//! Per-tag lifecycle state machine.
//!
//! ```text
//! Unseen --update--> Active --missing--> MissingGrace --update--> Active
//!                      |                      |
//!                      +---------done---------+--> Gone --timer--> Removed
//!                                                   |
//!                                       new item / update: back to Active
//! ```
//!
//! A single missing frame never hides a tag. Removal only follows the
//! detector's "done" signal, after a delay, and any sighting before the delay
//! elapses cancels it.

use tokio::task::JoinHandle;

use crate::cache::Outcome;
use crate::geometry::{Quad, normalize_orientation};
use crate::presentation::{Color, Content, Payload, Presentation, PresentationKey, TokenId};
use crate::tracker::track_state::TrackState;

/// What [`TrackerLifecycle::depart`] asks the owner to do.
#[derive(Debug, Clone, Copy, PartialEq, Eq)]
pub enum Departure {
    /// Never shown; drop it right away.
    Immediate,
    /// Start the hide timer tagged with this epoch.
    Scheduled(u64),
    /// Already gone or removed.
    Ignored,
}

/// Mutable state of one tracked tag.
#[derive(Debug)]
pub struct TrackerLifecycle {
    id: TokenId,
    color: Color,
    state: TrackState,
    /// Key derived from the latest payload.
    key: Option<PresentationKey>,
    /// Key whose resolution `display` holds.
    shown_key: Option<PresentationKey>,
    /// Key with a resolution continuation in flight.
    awaiting: Option<PresentationKey>,
    raw_value: String,
    corners: Option<Quad>,
    display: Option<Content>,
    hide_timer: Option<JoinHandle<()>>,
    /// Bumped whenever a scheduled hide is cancelled, so a timer that already
    /// fired can tell it is stale.
    epoch: u64,
    enabled: bool,
}

impl TrackerLifecycle {
    pub fn new(id: TokenId, color: Color) -> Self {
        Self {
            id,
            color,
            state: TrackState::Unseen,
            key: None,
            shown_key: None,
            awaiting: None,
            raw_value: String::new(),
            corners: None,
            display: None,
            hide_timer: None,
            epoch: 0,
            enabled: false,
        }
    }

    pub fn id(&self) -> TokenId {
        self.id
    }

    pub fn state(&self) -> TrackState {
        self.state
    }

    pub fn key(&self) -> Option<&PresentationKey> {
        self.key.as_ref()
    }

    pub fn display(&self) -> Option<&Content> {
        self.display.as_ref()
    }

    /// Whether the tag has been counted by the visibility coordinator.
    pub fn is_enabled(&self) -> bool {
        self.enabled
    }

    /// The detector (re)announced this id. Cancels a pending hide.
    pub fn announce(&mut self) {
        if self.state == TrackState::Gone {
            self.cancel_hide();
            self.state = TrackState::Active;
        }
    }

    /// Apply one frame's report. Returns `true` on the first sighting, when
    /// the owner should count the tag as visible.
    pub fn observe(&mut self, corners: Quad, payload: &Payload, rotation_degrees: f32) -> bool {
        if self.state == TrackState::Removed {
            return false;
        }
        if self.state == TrackState::Gone {
            self.cancel_hide();
        }
        self.state = TrackState::Active;
        self.corners = Some(normalize_orientation(corners, rotation_degrees));
        self.raw_value.clone_from(&payload.raw_value);
        self.key = Some(PresentationKey::from_payload(payload));

        let first_sighting = !self.enabled;
        self.enabled = true;
        first_sighting
    }

    /// The current key if it still has to be looked up in the cache.
    pub fn pending_key(&self) -> Option<&PresentationKey> {
        let key = self.key.as_ref()?;
        if self.shown_key.as_ref() == Some(key) || self.awaiting.as_ref() == Some(key) {
            return None;
        }
        Some(key)
    }

    pub fn mark_awaiting(&mut self, key: PresentationKey) {
        self.awaiting = Some(key);
    }

    /// Apply the cache's answer for `key`. A failed fetch shows the raw
    /// payload as text. Returns `false` if the answer is stale.
    pub fn settle(&mut self, key: &PresentationKey, outcome: Outcome) -> bool {
        if self.awaiting.as_ref() == Some(key) {
            self.awaiting = None;
        }
        if self.state == TrackState::Removed || self.key.as_ref() != Some(key) {
            return false;
        }
        self.display = Some(match outcome {
            Ok(content) => content,
            Err(e) => {
                tracing::debug!(id = self.id, error = %e, "Showing payload as text");
                Content::Text(self.raw_value.clone())
            }
        });
        self.shown_key = Some(key.clone());
        true
    }

    /// The tag was absent from a frame. Nothing changes on screen.
    pub fn miss(&mut self) {
        if self.state == TrackState::Active {
            self.state = TrackState::MissingGrace;
        }
    }

    /// The detector is done with the tag.
    pub fn depart(&mut self) -> Departure {
        match self.state {
            TrackState::Unseen => {
                self.state = TrackState::Removed;
                Departure::Immediate
            }
            TrackState::Active | TrackState::MissingGrace => {
                self.state = TrackState::Gone;
                self.epoch += 1;
                Departure::Scheduled(self.epoch)
            }
            TrackState::Gone | TrackState::Removed => Departure::Ignored,
        }
    }

    pub fn set_hide_timer(&mut self, timer: JoinHandle<()>) {
        if let Some(previous) = self.hide_timer.replace(timer) {
            previous.abort();
        }
    }

    /// The hide timer for `epoch` fired. Returns `true` if the tag is now
    /// removed; `false` for a timer that was cancelled in the meantime.
    pub fn expire(&mut self, epoch: u64) -> bool {
        if self.state != TrackState::Gone || self.epoch != epoch {
            return false;
        }
        self.state = TrackState::Removed;
        self.hide_timer = None;
        true
    }

    /// Session teardown: cancel timers without firing them.
    pub fn retire(&mut self) {
        if let Some(timer) = self.hide_timer.take() {
            timer.abort();
        }
        self.state = TrackState::Removed;
    }

    /// Snapshot for the renderer, if there is anything to draw.
    pub fn presentation(&self) -> Option<Presentation> {
        if !self.state.is_displayed() {
            return None;
        }
        let corners = self.corners?;
        let content = self.display.clone()?;
        Some(Presentation::new(self.id, corners, content, self.color))
    }

    fn cancel_hide(&mut self) {
        self.epoch += 1;
        if let Some(timer) = self.hide_timer.take() {
            timer.abort();
        }
        tracing::debug!(id = self.id, "Pending hide cancelled");
    }
}

impl Drop for TrackerLifecycle {
    fn drop(&mut self) {
        if let Some(timer) = self.hide_timer.take() {
            timer.abort();
        }
    }
}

**Task goal**
All of the material must be given again without any change.

**Task result**
//! Per-tag lifecycle state machine.
//!
//! ```text
//! Unseen --update--> Active --missing--> MissingGrace --update--> Active
//!                      |                      |
//!                      +---------done---------+--> Gone --timer--> Removed
//!                                                   |
//!                                       new item / update: back to Active
//! ```
//!
//! A single missing frame never hides a tag. Removal only follows the
//! detector's "done" signal, after a delay, and any sighting before the delay
//! elapses cancels it.

use tokio::task::JoinHandle;

use crate::cache::Outcome;
use crate::geometry::{Quad, normalize_orientation};
use crate::presentation::{Color, Content, Payload, Presentation, PresentationKey, TokenId};
use crate::tracker::track_state::TrackState;

/// What [`TrackerLifecycle::depart`] asks the owner to do.
#[derive(Debug, Clone, Copy, PartialEq, Eq)]
pub enum Departure {
    /// Never shown; drop it right away.
    Immediate,
    /// Start the hide timer tagged with this epoch.
    Scheduled(u64),
    /// Already gone or removed.
    Ignored,
}

/// Mutable state of one tracked tag.
#[derive(Debug)]
pub struct TrackerLifecycle {
    id: TokenId,
    color: Color,
    state: TrackState,
    /// Key derived from the latest payload.
    key: Option<PresentationKey>,
    /// Key whose resolution `display` holds.
    shown_key: Option<PresentationKey>,
    /// Key with a resolution continuation in flight.
    awaiting: Option<PresentationKey>,
    raw_value: String,
    corners: Option<Quad>,
    display: Option<Content>,
    hide_timer: Option<JoinHandle<()>>,
    /// Bumped whenever a scheduled hide is cancelled, so a timer that already
    /// fired can tell it is stale.
    epoch: u64,
    enabled: bool,
}

impl TrackerLifecycle {
    pub fn new(id: TokenId, color: Color) -> Self {
        Self {
            id,
            color,
            state: TrackState::Unseen,
            key: None,
            shown_key: None,
            awaiting: None,
            raw_value: String::new(),
            corners: None,
            display: None,
            hide_timer: None,
            epoch: 0,
            enabled: false,
        }
    }

    pub fn id(&self) -> TokenId {
        self.id
    }

    pub fn state(&self) -> TrackState {
        self.state
    }

    pub fn key(&self) -> Option<&PresentationKey> {
        self.key.as_ref()
    }

    pub fn display(&self) -> Option<&Content> {
        self.display.as_ref()
    }

    /// Whether the tag has been counted by the visibility coordinator.
    pub fn is_enabled(&self) -> bool {
        self.enabled
    }

    /// The detector (re)announced this id. Cancels a pending hide.
    pub fn announce(&mut self) {
        if self.state == TrackState::Gone {
            self.cancel_hide();
            self.state = TrackState::Active;
        }
    }

    /// Apply one frame's report. Returns `true` on the first sighting, when
    /// the owner should count the tag as visible.
    pub fn observe(&mut self, corners: Quad, payload: &Payload, rotation_degrees: f32) -> bool {
        if self.state == TrackState::Removed {
            return false;
        }
        if self.state == TrackState::Gone {
            self.cancel_hide();
        }
        self.state = TrackState::Active;
        self.corners = Some(normalize_orientation(corners, rotation_degrees));
        self.raw_value.clone_from(&payload.raw_value);
        self.key = Some(PresentationKey::from_payload(payload));

        let first_sighting = !self.enabled;
        self.enabled = true;
        first_sighting
    }

    /// The current key if it still has to be looked up in the cache.
    pub fn pending_key(&self) -> Option<&PresentationKey> {
        let key = self.key.as_ref()?;
        if self.shown_key.as_ref() == Some(key) || self.awaiting.as_ref() == Some(key) {
            return None;
        }
        Some(key)
    }

    pub fn mark_awaiting(&mut self, key: PresentationKey) {
        self.awaiting = Some(key);
    }

    /// Apply the cache's answer for `key`. A failed fetch shows the raw
    /// payload as text. Returns `false` if the answer is stale.
    pub fn settle(&mut self, key: &PresentationKey, outcome: Outcome) -> bool {
        if self.awaiting.as_ref() == Some(key) {
            self.awaiting = None;
        }
        if self.state == TrackState::Removed || self.key.as_ref() != Some(key) {
            return false;
        }
        self.display = Some(match outcome {
            Ok(content) => content,
            Err(e) => {
                tracing::debug!(id = self.id, error = %e, "Showing payload as text");
                Content::Text(self.raw_value.clone())
            }
        });
        self.shown_key = Some(key.clone());
        true
    }

    /// The tag was absent from a frame. Nothing changes on screen.
    pub fn miss(&mut self) {
        if self.state == TrackState::Active {
            self.state = TrackState::MissingGrace;
        }
    }

    /// The detector is done with the tag.
    pub fn depart(&mut self) -> Departure {
        match self.state {
            TrackState::Unseen => {
                self.state = TrackState::Removed;
                Departure::Immediate
            }
            TrackState::Active | TrackState::MissingGrace => {
                self.state = TrackState::Gone;
                self.epoch += 1;
                Departure::Scheduled(self.epoch)
            }
            TrackState::Gone | TrackState::Removed => Departure::Ignored,
        }
    }

    pub fn set_hide_timer(&mut self, timer: JoinHandle<()>) {
        if let Some(previous) = self.hide_timer.replace(timer) {
            previous.abort();
        }
    }

    /// The hide timer for `epoch` fired. Returns `true` if the tag is now
    /// removed; `false` for a timer that was cancelled in the meantime.
    pub fn expire(&mut self, epoch: u64) -> bool {
        if self.state != TrackState::Gone || self.epoch != epoch {
            return false;
        }
        self.state = TrackState::Removed;
        self.hide_timer = None;
        true
    }

    /// Session teardown: cancel timers without firing them.
    pub fn retire(&mut self) {
        if let Some(timer) = self.hide_timer.take() {
            timer.abort();
        }
        self.state = TrackState::Removed;
    }

    /// Snapshot for the renderer, if there is anything to draw.
    pub fn presentation(&self) -> Option<Presentation> {
        if !self.state.is_displayed() {
            return None;
        }
        let corners = self.corners?;
        let content = self.display.clone()?;
        Some(Presentation::new(self.id, corners, content, self.color))
    }

    fn cancel_hide(&mut self) {
        self.epoch += 1;
        if let Some(timer) = self.hide_timer.take() {
            timer.abort();
        }
        tracing::debug!(id = self.id, "Pending hide cancelled");
    }
}

impl Drop for TrackerLifecycle {
    fn drop(&mut self) {
        if let Some(timer) = self.hide_timer.take() {
            timer.abort();
        }
    }
}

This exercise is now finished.